Suddenly it occurred to him that it was in some way connected with the cards she had thrown into the fire. They were not all burned up. Some few had fallen scorched upon the hearth. These he gathered up and examined; and as he looked at one after another, his face expressed, in turn, surprise, dismay, and amusement. Then he burst out laughing. He really could not help doing so, serious as the subject was; for upon every single card, instead of Rosa Blondelle, he had written:
Mrs. Rosa Berners.
“Was there ever such a mischief of a mistake?” he exclaimed, as he ceased laughing and sat down by his table to consider what was to be done next.
“Poor Sybil! poor, dear, fiery-hearted child, it is no wonder! And yet, Heaven truly knows it was because I was thinking of you, and not of the owner of the cards, that I wrote that name upon them unconsciously,” he said to himself, as he sat with his fine head bowed upon his hand, gravely reviewing the history of the last few days.

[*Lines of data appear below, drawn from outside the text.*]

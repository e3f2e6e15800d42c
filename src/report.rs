//! The record of one sync run.

use crate::archive::Baseline;
use crate::conflict::ConflictRecord;
use crate::detect::{DetectionResult, DetectionStatistics, Outcome};
use crate::error::SyncError;
use crate::propagate::plan::{Action, Plan};

pub use crate::detect::SkippedPath;

#[derive(Debug)]
pub enum ActionStatus {
    Succeeded,
    Failed(SyncError),
    /// Not attempted because an action it depends on did not succeed.
    Skipped(SyncError),
    Cancelled,
}

impl ActionStatus {
    pub fn is_success(&self) -> bool {
        match *self {
            ActionStatus::Succeeded => true,
            _ => false,
        }
    }

    pub fn error(&self) -> Option<&SyncError> {
        match *self {
            ActionStatus::Failed(ref e) | ActionStatus::Skipped(ref e) => Some(e),
            _ => None,
        }
    }
}

#[derive(Debug)]
pub struct ActionReport {
    pub action: Action,
    pub status: ActionStatus,
}

/// Everything a run decided and did, in the order it happened.
#[derive(Debug, Default)]
pub struct RunReport {
    outcomes: Vec<Outcome>,
    skipped: Vec<SkippedPath>,
    malformed_names: Vec<String>,
    statistics: DetectionStatistics,
    conflicts: Vec<ConflictRecord>,
    withheld: Vec<String>,
    actions: Vec<ActionReport>,
    baseline: Baseline,
}

impl RunReport {
    pub fn new(detection: DetectionResult) -> Self {
        RunReport {
            outcomes: detection.outcomes,
            skipped: detection.skipped,
            malformed_names: detection.malformed_names,
            statistics: detection.statistics,
            ..RunReport::default()
        }
    }

    pub(crate) fn record_plan(&mut self, plan: &Plan) {
        self.conflicts.extend(plan.conflicts.iter().cloned());
        self.withheld.extend(plan.withheld.iter().cloned());
    }

    pub(crate) fn record_action(&mut self, action: Action, status: ActionStatus) {
        self.actions.push(ActionReport { action, status });
    }

    pub(crate) fn set_baseline(&mut self, baseline: Baseline) {
        self.baseline = baseline;
    }

    pub fn outcomes(&self) -> &[Outcome] {
        &self.outcomes
    }

    pub fn outcome_for(&self, path: &str) -> Option<&Outcome> {
        self.outcomes.iter().find(|outcome| outcome.path() == path)
    }

    pub fn skipped(&self) -> &[SkippedPath] {
        &self.skipped
    }

    pub fn malformed_names(&self) -> &[String] {
        &self.malformed_names
    }

    pub fn statistics(&self) -> &DetectionStatistics {
        &self.statistics
    }

    pub fn conflicts(&self) -> &[ConflictRecord] {
        &self.conflicts
    }

    pub fn conflict_for(&self, base_path: &str) -> Option<&ConflictRecord> {
        self.conflicts.iter().find(|record| record.base_path == base_path)
    }

    /// Conflict copies that were not uploaded because the server does not accept them.
    pub fn withheld(&self) -> &[String] {
        &self.withheld
    }

    pub fn actions(&self) -> &[ActionReport] {
        &self.actions
    }

    pub fn failed(&self) -> impl Iterator<Item = &ActionReport> {
        self.actions.iter().filter(|report| !report.status.is_success())
    }

    /// `(base path, copy path)` for every conflict copy uploaded in this run.
    pub fn tagged_uploads(&self) -> Vec<(&str, &str)> {
        self.actions
            .iter()
            .filter(|report| report.status.is_success())
            .filter_map(|report| {
                report
                    .action
                    .conflict_file_for()
                    .map(|base| (base, report.action.path()))
            })
            .collect()
    }

    /// True if every action succeeded and no path was skipped.
    pub fn is_clean(&self) -> bool {
        self.skipped.is_empty() && self.actions.iter().all(|report| report.status.is_success())
    }

    /// The baseline after this run, to be used by the next one.
    pub fn baseline(&self) -> &Baseline {
        &self.baseline
    }

    pub fn into_baseline(self) -> Baseline {
        self.baseline
    }
}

His eyes were opened now—not only to his wife’s jealousy, but to his own thoughtless conduct in doing anything to arouse it.

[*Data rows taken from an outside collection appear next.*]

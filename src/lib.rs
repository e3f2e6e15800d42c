#[macro_use]
extern crate log;

use serde::{Deserialize, Serialize};
use std::fmt;

pub mod archive;
pub mod capability;
pub mod config;
pub mod conflict;
pub mod detect;
pub mod engine;
pub mod error;
pub mod listing;
pub mod propagate;
pub mod reconcile;
pub mod report;
pub mod state;
pub mod tree;
pub mod util;

pub use crate::engine::SyncEngine;
pub use crate::error::SyncError;

/// One of the two replicas taking part in a sync run.
#[derive(Debug, Clone, Copy, PartialEq, Eq, Hash, PartialOrd, Ord, Serialize, Deserialize)]
pub enum Side {
    Local,
    Remote,
}

impl Side {
    /// The replica on the other end of the pair.
    pub fn other(self) -> Side {
        match self {
            Side::Local => Side::Remote,
            Side::Remote => Side::Local,
        }
    }
}

impl fmt::Display for Side {
    fn fmt(&self, f: &mut fmt::Formatter) -> fmt::Result {
        match *self {
            Side::Local => write!(f, "local"),
            Side::Remote => write!(f, "remote"),
        }
    }
}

In the innermost of his own soul he was so sure of the perfect integrity of his love for his wife, that it had never before occurred to him that she could doubt it—that any unconscious act or thoughtless gallantry on his part could cause her to doubt it.
Now, however, he remembered with remorse that, of late, since the rising of the court, all his mornings and evenings had been spent exclusively in the company of the beautiful blonde. Any wife under such circumstances might have been jealous; but few could have suffered such agonies of wounded love as wrung the bosom of Sybil Berners,—of Sybil Berners, the last of a race in whose nature more of the divine and more of the infernal met than in almost any other race that ever lived on earth.
Her husband thought of all this now. He remembered what lovers and what haters the men and women of her house had been.
He recalled how, in one generation, a certain Reginald Berners, who was engaged to be married to a very lovely young lady, on one occasion found his betrothed and an imaginary rival sitting side by side, amusing themselves with what they might have considered a very harmless flirtation, when, transported with jealous fury, he slew the man before the very eyes of the girl. For this crime Reginald was tried, but for some inexplicable reason, acquitted; and he lived to marry the girl for whose sake he had imbrued his hands in a fellow-man’s blood.
He recalled how, in another generation, one Agatha Berners, in a frenzy of jealousy, had stabbed her rival, and then thrown herself into the Black Lake. Fortunately neither of the attempted crimes had been consummated, for the wounded woman recovered, and the would-be suicide lived to wear out her days in a convent.